Is this site any good as looking for a place to buy in uk. Peps have high purity??


----------



## 3752 (Jan 7, 2005)

going on the trial i have just completed i would look at PurePeptides


----------



## Wheyman (Sep 6, 2011)

you own said site?


----------



## hermie07 (Sep 16, 2008)

I didn't think you tried bodypeptides thought you did uk peptides and pure peptides?


----------



## 3752 (Jan 7, 2005)

hermie07 said:


> I didn't think you tried bodypeptides thought you did uk peptides and pure peptides?


i did plus SRC ????


----------



## 3752 (Jan 7, 2005)

Jon1987 said:


> Is this site any good as looking for a place to buy in uk. *Peps have high purity*??


if you have not used this source (impression from post) then how do you know the peptides have high purity?


----------



## Breda (May 2, 2011)

Pscarb said:


> if you have not used this source (impression from post) then how do you know the peptides have high purity?


Think he's askin a question hench the ?? at the end of the sentence


----------



## 3752 (Jan 7, 2005)

Breda said:


> Think he's askin a question hench the ?? at the end of the sentence


AH gotcha.....


----------



## Mark2021 (Apr 13, 2012)

Pscarb said:


> going on the trial i have just completed i would look at PurePeptides


How is the testing going mate?

Haven't seen an update for a few weeks is it

Still ongoing?


----------



## 3752 (Jan 7, 2005)

Mark2021 said:


> How is the testing going mate?
> 
> Haven't seen an update for a few weeks is it
> 
> Still ongoing?


Just finished it mate, will be posting my thoughts up this weekend


----------



## dumbat (Jul 13, 2012)

Looking forward to your findings Pscarb.


----------



## Jon1987 (Aug 8, 2013)

Pscarb said:


> if you have not used this source (impression from post) then how do you know the peptides have high purity?

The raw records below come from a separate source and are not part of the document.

//! Test harness: environments with fast backoff, polling helpers and row builders.

use rand::rngs::StdRng;
use rand::{Rng, SeedableRng};
use std::future::Future;
use std::sync::Once;
use std::time::{Duration, Instant};
use tracing_subscriber::{fmt, prelude::*, EnvFilter};

use chaos_meta::config::{BackoffConfig, BundleHealthCacheConfig};
use chaos_meta::types::CellTag;
use chaos_mgmt::environment::{Environment, EnvironmentSpec};
use chaos_repl::client::{LookupOptions, TableRef};
use chaos_repl::row::Row;

static TRACING: Once = Once::new();

/// Installs a test subscriber once per process. Honors `RUST_LOG`.
pub fn init_tracing() {
    TRACING.call_once(|| {
        let _ = tracing_subscriber::registry()
            .with(fmt::layer().with_test_writer())
            .with(EnvFilter::from_default_env())
            .try_init();
    });
}

/// Environment spec with millisecond backoffs and an always-refreshing
/// health cache.
pub fn fast_spec(clusters: &[&str], cell_tags: &[CellTag]) -> EnvironmentSpec {
    let mut spec = EnvironmentSpec {
        clusters: clusters.iter().map(|c| c.to_string()).collect(),
        cell_tags: cell_tags.to_vec(),
        max_write_retries: 8,
        ..Default::default()
    };
    spec.config.tablet_node.backoff = BackoffConfig {
        initial_ms: 1,
        max_ms: 4,
        multiplier: 2.0,
    };
    spec.config.replicated_table_tracker.bundle_health_cache = BundleHealthCacheConfig {
        refresh_time_ms: 0,
        expire_after_successful_update_time_ms: 60_000,
        expire_after_failed_update_time_ms: 60_000,
    };
    spec
}

/// Builds an environment from [`fast_spec`].
pub fn environment(clusters: &[&str], cell_tags: &[CellTag]) -> Environment {
    init_tracing();
    match Environment::new(fast_spec(clusters, cell_tags)) {
        Ok(env) => env,
        Err(e) => panic!("environment setup failed: {}", e),
    }
}

/// Ticks `env` until `condition` holds or `timeout` passes. Returns
/// whether the condition held.
pub async fn wait_for<F, Fut>(env: &Environment, timeout: Duration, mut condition: F) -> bool
where
    F: FnMut() -> Fut,
    Fut: Future<Output = bool>,
{
    let deadline = Instant::now() + timeout;
    loop {
        if condition().await {
            return true;
        }
        if Instant::now() >= deadline {
            return false;
        }
        env.tick().await;
        tokio::time::sleep(Duration::from_millis(2)).await;
    }
}

/// Default timeout of [`wait_for`] calls in scenarios.
pub const WAIT: Duration = Duration::from_secs(10);

/// Row of the simple sorted schema.
pub fn row(key: i64, value: &str) -> Row {
    Row::new().with("key", key).with("value", value)
}

/// Key row of the simple sorted schema.
pub fn key(key: i64) -> Row {
    Row::new().with("key", key)
}

/// Reads one key from a replica table as seen by `cluster`'s client.
pub async fn lookup(env: &Environment, cluster: &str, path: &str, k: i64) -> Option<Row> {
    let client = env.client(cluster).ok()?;
    client
        .lookup_rows(&TableRef::replica(cluster, path), &[key(k)], &LookupOptions::default())
        .await
        .ok()?
        .into_iter()
        .next()
        .flatten()
}

/// Every row of a replica table at the latest timestamp.
pub async fn select_all(env: &Environment, cluster: &str, path: &str) -> Vec<Row> {
    match env.client(cluster) {
        Ok(client) => client
            .select_rows(&TableRef::replica(cluster, path), &LookupOptions::default())
            .await
            .unwrap_or_default(),
        Err(_) => Vec::new(),
    }
}

/// `count` rows with distinct keys drawn from `seed`.
pub fn random_rows(seed: u64, count: usize) -> Vec<Row> {
    let mut rng = StdRng::seed_from_u64(seed);
    let mut keys: Vec<i64> = Vec::with_capacity(count);
    while keys.len() < count {
        let k = rng.gen_range(0..10_000);
        if !keys.contains(&k) {
            keys.push(k);
        }
    }
    keys.into_iter()
        .map(|k| row(k, &format!("v{}", rng.gen::<u32>())))
        .collect()
}

#[cfg(test)]
mod tests {
    use super::*;

    #[test]
    fn test_random_rows_distinct_and_reproducible() {
        let a = random_rows(7, 20);
        let b = random_rows(7, 20);
        assert_eq!(a, b);
        let mut keys: Vec<_> = a.iter().map(|r| format!("{:?}", r.get("key"))).collect();
        keys.sort();
        keys.dedup();
        assert_eq!(keys.len(), 20);
    }

    #[test]
    fn test_fast_spec_shapes_environment() {
        let spec = fast_spec(&["a", "b"], &[10, 11]);
        assert_eq!(spec.clusters, vec!["a".to_string(), "b".to_string()]);
        assert_eq!(spec.cell_tags, vec![10, 11]);
        assert!(spec.config.validate().is_ok());
    }

    #[tokio::test]
    async fn test_wait_for_times_out() {
        let env = environment(&["a"], &[10]);
        let held = wait_for(&env, Duration::from_millis(20), || async { false }).await;
        assert!(!held);
        assert!(wait_for(&env, Duration::from_millis(20), || async { true }).await);
    }
}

On there site it says the purity of the pep with a hplc report available. Also did you test the body peptides as I think it's a different company to pure peptides and peptides uk. Sorry if I have got that wrong and that its the same company but they have different website addresses.


----------



## 3752 (Jan 7, 2005)

Jon1987 said:


> On there site it says the purity of the pep with a hplc report available. Also did you test the body peptides as I think it's a different company to pure peptides and peptides uk. Sorry if I have got that wrong and that its the same company but they have different website addresses.

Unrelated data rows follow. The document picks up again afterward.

impl CardStore {
    /// Creates an empty store for `cell_id`.
    pub fn new(cell_id: CellId) -> Self {
        Self {
            cell_id,
            cards: BTreeMap::new(),
            collocations: BTreeMap::new(),
            ids: IdGenerator::new(cell_id.cell_tag()),
        }
    }

    /// Owning cell.
    pub fn cell_id(&self) -> CellId {
        self.cell_id
    }

    /// Record of a card in any state.
    pub fn find(&self, card_id: CardId) -> Option<&CardRecord> {
        self.cards.get(&card_id)
    }

    /// Mutable record of a card in any state.
    pub fn find_mut(&mut self, card_id: CardId) -> Option<&mut CardRecord> {
        self.cards.get_mut(&card_id)
    }

    /// Record of a card hosted here; migrated cards redirect.
    pub fn get(&self, card_id: CardId) -> ChaosResult<&CardRecord> {
        let record = self
            .cards
            .get(&card_id)
            .ok_or(ChaosError::NoSuchCard { card_id })?;
        if record.state == CardState::Migrated {
            record.ensure_mutable()?;
        }
        Ok(record)
    }

    /// Mutable record of a card that accepts mutations.
    pub fn get_mutable(&mut self, card_id: CardId) -> ChaosResult<&mut CardRecord> {
        let record = self
            .cards
            .get_mut(&card_id)
            .ok_or(ChaosError::NoSuchCard { card_id })?;
        record.ensure_mutable()?;
        Ok(record)
    }

    /// Whether the card is hosted here and not migrated away.
    pub fn exists(&self, card_id: CardId) -> bool {
        self.get(card_id).is_ok()
    }

    /// Ids of hosted (non-migrated) cards.
    pub fn card_ids(&self) -> Vec<CardId> {
        self.cards
            .values()
            .filter(|r| r.state != CardState::Migrated)
            .map(|r| r.card.id)
            .collect()
    }

    /// Iterates over hosted (non-migrated) records.
    pub fn records_mut(&mut self) -> impl Iterator<Item = &mut CardRecord> {
        self.cards
            .values_mut()
            .filter(|r| r.state != CardState::Migrated)
    }

    /// Iterates over every record.
    pub fn records(&self) -> impl Iterator<Item = &CardRecord> {
        self.cards.values()
    }

    /// Creates a card at the initial era.
    pub fn create_card(
        &mut self,
        attrs: CardAttributes,
        current_timestamp: Timestamp,
    ) -> ChaosResult<CardId> {
        if let Some(collocation_id) = attrs.collocation_id {
            if !self.collocations.contains_key(&collocation_id) {
                return Err(ChaosError::NoSuchCollocation { collocation_id });
            }
        }
        let card_id = CardId::from_object(self.ids.next(ObjectType::ReplicationCard))?;
        let card = ReplicationCard {
            id: card_id,
            era: INITIAL_ERA,
            replicas: BTreeMap::new(),
            coordinator_cell_ids: Vec::new(),
            table_id: attrs.table_id,
            table_path: attrs.table_path,
            table_cluster_name: attrs.table_cluster_name,
            collocation_id: None,
            replicated_table_options: attrs.replicated_table_options,
            current_timestamp,
        };
        self.cards.insert(
            card_id,
            CardRecord {
                card,
                state: CardState::Normal,
                migration: MigrationInfo::created_at(self.cell_id),
                coordinators: BTreeMap::new(),
                next_replica_index: 0,
                migrate_to: None,
            },
        );
        if let Some(collocation_id) = attrs.collocation_id {
            self.attach_to_collocation(card_id, collocation_id)?;
        }
        debug!(%card_id, cell_id = %self.cell_id, "replication card created");
        Ok(card_id)
    }

    /// Applies a card patch. Never changes the era.
    pub fn alter_card(&mut self, card_id: CardId, patch: CardPatch) -> ChaosResult<()> {
        self.get_mutable(card_id)?;
        if let Some(Some(collocation_id)) = patch.collocation_id {
            if !self.collocations.contains_key(&collocation_id) {
                return Err(ChaosError::NoSuchCollocation { collocation_id });
            }
        }
        let record = self.get_mutable(card_id)?;
        if let Some(options) = patch.replicated_table_options {
            record.card.replicated_table_options = options;
        }
        if let Some(enabled) = patch.enable_replicated_table_tracker {
            record
                .card
                .replicated_table_options
                .enable_replicated_table_tracker = enabled;
        }
        match patch.collocation_id {
            Some(Some(collocation_id)) => self.attach_to_collocation(card_id, collocation_id)?,
            Some(None) => self.detach_from_collocation(card_id)?,
            None => {}
        }
        debug!(%card_id, "replication card altered");
        Ok(())
    }

    /// Removes a card in the normal state.
    pub fn remove_card(&mut self, card_id: CardId) -> ChaosResult<ReplicationCard> {
        let record = self.get_mutable(card_id)?;
        if record.state != CardState::Normal {
            return Err(ChaosError::validation(format!(
                "replication card {} cannot be removed in state {:?}",
                card_id, record.state
            )));
        }
        self.detach_from_collocation(card_id)?;
        let record = self
            .cards
            .remove(&card_id)
            .ok_or(ChaosError::NoSuchCard { card_id })?;
        debug!(%card_id, "replication card removed");
        Ok(record.card)
    }

    /// Creates a replica.
    pub fn create_replica(
        &mut self,
        card_id: CardId,
        spec: ReplicaSpec,
    ) -> ChaosResult<ReplicaChange> {
        if !spec.mode.is_stable() {
            return Err(ChaosError::validation(format!(
                "invalid replica mode {}",
                spec.mode
            )));
        }
        let record = self.get_mutable(card_id)?;
        let card = &record.card;

        if card.replicas.len() >= MAX_REPLICAS_PER_CARD {
            return Err(ChaosError::validation(format!(
                "replication card {} already has too many replicas (limit {})",
                card_id, MAX_REPLICAS_PER_CARD
            )));
        }
        if let Some(existing) = card.find_replica(&spec.cluster_name, &spec.replica_path) {
            return Err(ChaosError::validation(format!(
                "replica {} already exists at {}:{}",
                existing, spec.cluster_name, spec.replica_path
            )));
        }
        if !spec.catchup && spec.replication_progress.is_some() {
            return Err(ChaosError::validation(
                "replication progress specified while replica is not to be caught up",
            ));
        }

        let minimal = card.minimal_progress();
        let progress = match (&spec.replication_progress, &minimal) {
            (Some(explicit), _) => explicit.clone(),
            (None, Some(min)) if spec.catchup => min.clone(),
            _ => ReplicationProgress::full(Timestamp::MIN),
        };
        if spec.catchup && card.era != INITIAL_ERA {
            if let Some(min) = &minimal {
                if !progress.is_ge(min) {
                    return Err(ChaosError::validation(format!(
                        "could not create replica since all other replicas already left it behind (progress {})",
                        progress
                    )));
                }
            }
        }

        let writable = card.is_writable();
        let era = card.era;
        let replica_id = next_replica_id(record)?;
        let mut history = Vec::new();
        if spec.catchup {
            let state = if spec.enabled && era == INITIAL_ERA && !writable {
                ReplicaState::Enabled
            } else {
                ReplicaState::Disabled
            };
            history.push(ReplicaHistoryItem {
                era,
                timestamp: Timestamp::MIN,
                mode: spec.mode,
                state,
            });
        }
        let state = if spec.enabled {
            ReplicaState::Enabling
        } else {
            ReplicaState::Disabled
        };
        let info = ReplicaInfo {
            cluster_name: spec.cluster_name,
            replica_path: spec.replica_path,
            content_type: spec.content_type,
            mode: spec.mode,
            state,
            replication_progress: progress,
            history,
            enable_replicated_table_tracker: spec.enable_replicated_table_tracker,
        };
        debug!(%card_id, %replica_id, replica = %info, "table replica created");
        record.card.replicas.insert(replica_id, info);
        Ok(ReplicaChange {
            replica_id,
            needs_new_era: state == ReplicaState::Enabling,
        })
    }

    /// Alters a replica's mode, state or tracker flag.
    pub fn alter_replica(
        &mut self,
        card_id: CardId,
        replica_id: ReplicaId,
        patch: ReplicaPatch,
    ) -> ChaosResult<ReplicaChange> {
        if let Some(mode) = patch.mode {
            if !mode.is_stable() {
                return Err(ChaosError::validation(format!("invalid replica mode {}", mode)));
            }
        }
        let record = self.get_mutable(card_id)?;
        let current_timestamp = record.card.current_timestamp;
        let replica = record.card.replica_mut(replica_id)?;

        if !replica.mode.is_stable() {
            return Err(ChaosError::validation(format!(
                "replica {} mode is transitioning ({})",
                replica_id, replica.mode
            )));
        }
        if !replica.state.is_stable() {
            return Err(ChaosError::validation(format!(
                "replica {} state is transitioning ({})",
                replica_id, replica.state
            )));
        }

        let mut needs_new_era = false;
        if let Some(mode) = patch.mode {
            if mode != replica.mode {
                replica.mode = match replica.mode {
                    ReplicaMode::Sync => ReplicaMode::SyncToAsync,
                    _ => ReplicaMode::AsyncToSync,
                };
                needs_new_era = true;
            }
        }
        if let Some(enabled) = patch.enabled {
            let currently_enabled = replica.state == ReplicaState::Enabled;
            if enabled != currently_enabled {
                if enabled {
                    replica.state = ReplicaState::Enabling;
                    if patch.catchup == Some(false) && !replica.history.is_empty() {
                        replica.replication_progress.advance_all(current_timestamp);
                    }
                } else {
                    replica.state = ReplicaState::Disabling;
                }
                needs_new_era = true;
            }
        }
        if let Some(tracker) = patch.enable_replicated_table_tracker {
            replica.enable_replicated_table_tracker = tracker;
        }
        debug!(%card_id, %replica_id, replica = %replica, needs_new_era, "table replica altered");
        Ok(ReplicaChange {
            replica_id,
            needs_new_era,
        })
    }

    /// Removes a disabled replica.
    pub fn remove_replica(&mut self, card_id: CardId, replica_id: ReplicaId) -> ChaosResult<()> {
        let record = self.get_mutable(card_id)?;
        let replica = record.card.replica(replica_id)?;
        if replica.state != ReplicaState::Disabled {
            return Err(ChaosError::validation(format!(
                "could not remove replica {} since it is not disabled (state {})",
                replica_id, replica.state
            )));
        }
        record.card.replicas.remove(&replica_id);
        debug!(%card_id, %replica_id, "table replica removed");
        Ok(())
    }

    /// Merges reported progress into the card (pointwise maximum).
    pub fn update_replica_progress(
        &mut self,
        card_id: CardId,
        replica_id: ReplicaId,
        progress: &ReplicationProgress,
    ) -> ChaosResult<()> {
        let record = self.get_mutable(card_id)?;
        let replica = record.card.replica_mut(replica_id)?;
        if replica.history.is_empty() {
            return Err(ChaosError::validation(format!(
                "replication progress update of replica {} is prohibited because its history has not been started yet",
                replica_id
            )));
        }
        replica.replication_progress.update(progress);
        Ok(())
    }

    /// Drops history items older than the item covering `retain` for every
    /// replica of `card_id`. Returns the number of dropped items.
    pub fn remove_expired_replica_history(&mut self, card_id: CardId, retain: Timestamp) -> usize {
        let Some(record) = self.cards.get_mut(&card_id) else {
            return 0;
        };
        if record.state == CardState::Migrated {
            return 0;
        }
        let mut removed = 0;
        for (replica_id, replica) in record.card.replicas.iter_mut() {
            if let Some(index) = replica.find_history_item_index(retain) {
                if index > 0 {
                    replica.history.drain(..index);
                    removed += index;
                    debug!(%card_id, %replica_id, %retain, index, "forsaken old replica history items");
                }
            }
        }
        removed
    }
}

no they are different my post was more that i had tested 3 sources tested them all would be virtually impossible myself, i have friends who have used these and they where ok certainly not clinical grade from the impression they gave me.


----------



## ReeceT (Apr 4, 2013)

I agree with Pscarb, BP work I have found, they are cheap(ish) though so wouldnt expect clinical grade though. Did you say that you have tired others, who would you suggest??


----------